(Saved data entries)
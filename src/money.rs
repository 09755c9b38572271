//! Fixed-point money and interest-rate types.
//!
//! Amounts are held as an integer number of cents. `rust_decimal` is used
//! only at the edges: parsing caller input and multiplying by a rate, both
//! of which round half-up to the nearest cent before the value re-enters
//! integer arithmetic.

use crate::error::AmountError;
use rust_decimal::prelude::ToPrimitive;
use rust_decimal::{Decimal, RoundingStrategy};
use serde::{Deserialize, Deserializer, Serialize, Serializer};
use std::fmt;
use std::iter::Sum;
use std::ops::{Add, AddAssign, Sub, SubAssign};
use std::str::FromStr;

/// A monetary amount in cents.
///
/// All values entering the engine are rounded to the nearest cent using
/// round-half-up, and all values leaving it are formatted with exactly two
/// decimal places.
///
/// # Examples
///
/// ```
/// use std::str::FromStr;
/// use debt_payoff::Money;
///
/// let amount = Money::from_str("10.005").unwrap();
/// assert_eq!(amount.to_string(), "10.01");
/// assert_eq!(amount.cents(), 1001);
/// ```
#[derive(Debug, Clone, Copy, PartialEq, Eq, PartialOrd, Ord, Hash, Default)]
pub struct Money(i64);

impl Money {
    /// The number of decimal places kept.
    pub const SCALE: u32 = 2;

    /// Zero value.
    pub const ZERO: Self = Money(0);

    /// Largest amount accepted from callers: 100,000,000,000.00.
    pub const MAX_INPUT: Self = Money(10_000_000_000_000);

    /// Creates an amount from a whole number of cents.
    pub const fn from_cents(cents: i64) -> Self {
        Money(cents)
    }

    /// Returns the amount in cents.
    pub const fn cents(self) -> i64 {
        self.0
    }

    /// Rounds a decimal to the nearest cent, half away from zero.
    ///
    /// Returns `None` if the value does not fit.
    pub fn from_decimal(value: Decimal) -> Option<Self> {
        value
            .checked_mul(Decimal::ONE_HUNDRED)?
            .round_dp_with_strategy(0, RoundingStrategy::MidpointAwayFromZero)
            .to_i64()
            .map(Money)
    }

    /// Parses caller input, rejecting negative, malformed and oversized amounts.
    pub fn parse_non_negative(s: &str) -> std::result::Result<Self, AmountError> {
        let trimmed = s.trim();
        let decimal =
            Decimal::from_str(trimmed).map_err(|_| AmountError::Malformed(trimmed.to_string()))?;
        if decimal.is_sign_negative() && !decimal.is_zero() {
            return Err(AmountError::Negative(trimmed.to_string()));
        }
        match Money::from_decimal(decimal) {
            Some(money) if money <= Money::MAX_INPUT => Ok(money),
            _ => Err(AmountError::OutOfRange(trimmed.to_string())),
        }
    }

    /// Exact decimal value of this amount.
    pub fn to_decimal(self) -> Decimal {
        Decimal::new(self.0, Self::SCALE)
    }

    /// Returns `true` if this amount is zero.
    pub fn is_zero(self) -> bool {
        self.0 == 0
    }

    /// Subtracts `rhs`, flooring the result at zero.
    pub fn sub_clamped(self, rhs: Self) -> Self {
        Money((self.0 - rhs.0).max(0))
    }

    /// One month of interest on this amount at the given annual rate:
    /// `self × rate / 100 / 12`, rounded half-up to the cent.
    pub fn percent_of(self, rate: Rate) -> Self {
        if rate.is_zero() || self.is_zero() {
            return Money::ZERO;
        }
        let monthly = Decimal::from(self.0) * rate.as_decimal() / Decimal::from(1200);
        let cents = monthly.round_dp_with_strategy(0, RoundingStrategy::MidpointAwayFromZero);
        // Saturates; validated inputs stay many orders of magnitude below i64::MAX.
        Money(cents.to_i64().unwrap_or(i64::MAX))
    }
}

impl FromStr for Money {
    type Err = AmountError;

    fn from_str(s: &str) -> std::result::Result<Self, Self::Err> {
        let trimmed = s.trim();
        let decimal =
            Decimal::from_str(trimmed).map_err(|_| AmountError::Malformed(trimmed.to_string()))?;
        Money::from_decimal(decimal).ok_or_else(|| AmountError::OutOfRange(trimmed.to_string()))
    }
}

impl fmt::Display for Money {
    fn fmt(&self, f: &mut fmt::Formatter<'_>) -> fmt::Result {
        write!(f, "{:.2}", self.to_decimal())
    }
}

impl Add for Money {
    type Output = Self;

    fn add(self, rhs: Self) -> Self::Output {
        Money(self.0 + rhs.0)
    }
}

impl AddAssign for Money {
    fn add_assign(&mut self, rhs: Self) {
        self.0 += rhs.0;
    }
}

impl Sub for Money {
    type Output = Self;

    fn sub(self, rhs: Self) -> Self::Output {
        Money(self.0 - rhs.0)
    }
}

impl SubAssign for Money {
    fn sub_assign(&mut self, rhs: Self) {
        self.0 -= rhs.0;
    }
}

impl Sum for Money {
    fn sum<I: Iterator<Item = Self>>(iter: I) -> Self {
        iter.fold(Money::ZERO, Add::add)
    }
}

impl<'a> Sum<&'a Money> for Money {
    fn sum<I: Iterator<Item = &'a Money>>(iter: I) -> Self {
        iter.copied().sum()
    }
}

/// Serializes as a JSON number that keeps both decimal places (`12.30`).
impl Serialize for Money {
    fn serialize<S>(&self, serializer: S) -> std::result::Result<S::Ok, S::Error>
    where
        S: Serializer,
    {
        serde_json::Number::from_str(&self.to_string())
            .map_err(serde::ser::Error::custom)?
            .serialize(serializer)
    }
}

/// Input amounts are accepted only as decimal strings, never as JSON numbers.

impl<'de> Deserialize<'de> for Money {
    fn deserialize<D>(deserializer: D) -> std::result::Result<Self, D::Error>
    where
        D: Deserializer<'de>,
    {
        let s = String::deserialize(deserializer)?;
        Money::from_str(&s).map_err(serde::de::Error::custom)
    }
}

/// An annual percentage rate, e.g. `18.99` for 18.99% APR.
#[derive(Debug, Clone, Copy, PartialEq, Eq, PartialOrd, Ord, Hash, Default, Serialize)]
pub struct Rate(#[serde(with = "rust_decimal::serde::str")] Decimal);

impl Rate {
    /// Zero rate.
    pub const ZERO: Self = Rate(Decimal::ZERO);

    /// Creates a rate from a percentage.
    pub fn new(percent: Decimal) -> Self {
        Rate(percent.normalize())
    }

    /// Largest rate accepted from callers, in percent.
    pub fn max_input() -> Self {
        Rate(Decimal::from(10_000))
    }

    /// Parses caller input, rejecting negative, malformed and oversized rates.
    pub fn parse_non_negative(s: &str) -> std::result::Result<Self, AmountError> {
        let trimmed = s.trim();
        let decimal =
            Decimal::from_str(trimmed).map_err(|_| AmountError::Malformed(trimmed.to_string()))?;
        if decimal.is_sign_negative() && !decimal.is_zero() {
            return Err(AmountError::Negative(trimmed.to_string()));
        }
        let rate = Rate::new(decimal);
        if rate > Rate::max_input() {
            return Err(AmountError::OutOfRange(trimmed.to_string()));
        }
        Ok(rate)
    }

    /// The rate as a percentage.
    pub fn as_decimal(self) -> Decimal {
        self.0
    }

    pub fn is_zero(self) -> bool {
        self.0.is_zero()
    }
}

impl fmt::Display for Rate {
    fn fmt(&self, f: &mut fmt::Formatter<'_>) -> fmt::Result {
        write!(f, "{}%", self.0)
    }
}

PROBLEM TO WORK ON: Take every line above that includes "const" and list it.

RESPONSE:
    pub const SCALE: u32 = 2;
    pub const ZERO: Self = Money(0);
    pub const MAX_INPUT: Self = Money(10_000_000_000_000);
    pub const fn from_cents(cents: i64) -> Self {
    pub const fn cents(self) -> i64 {
    pub const ZERO: Self = Rate(Decimal::ZERO);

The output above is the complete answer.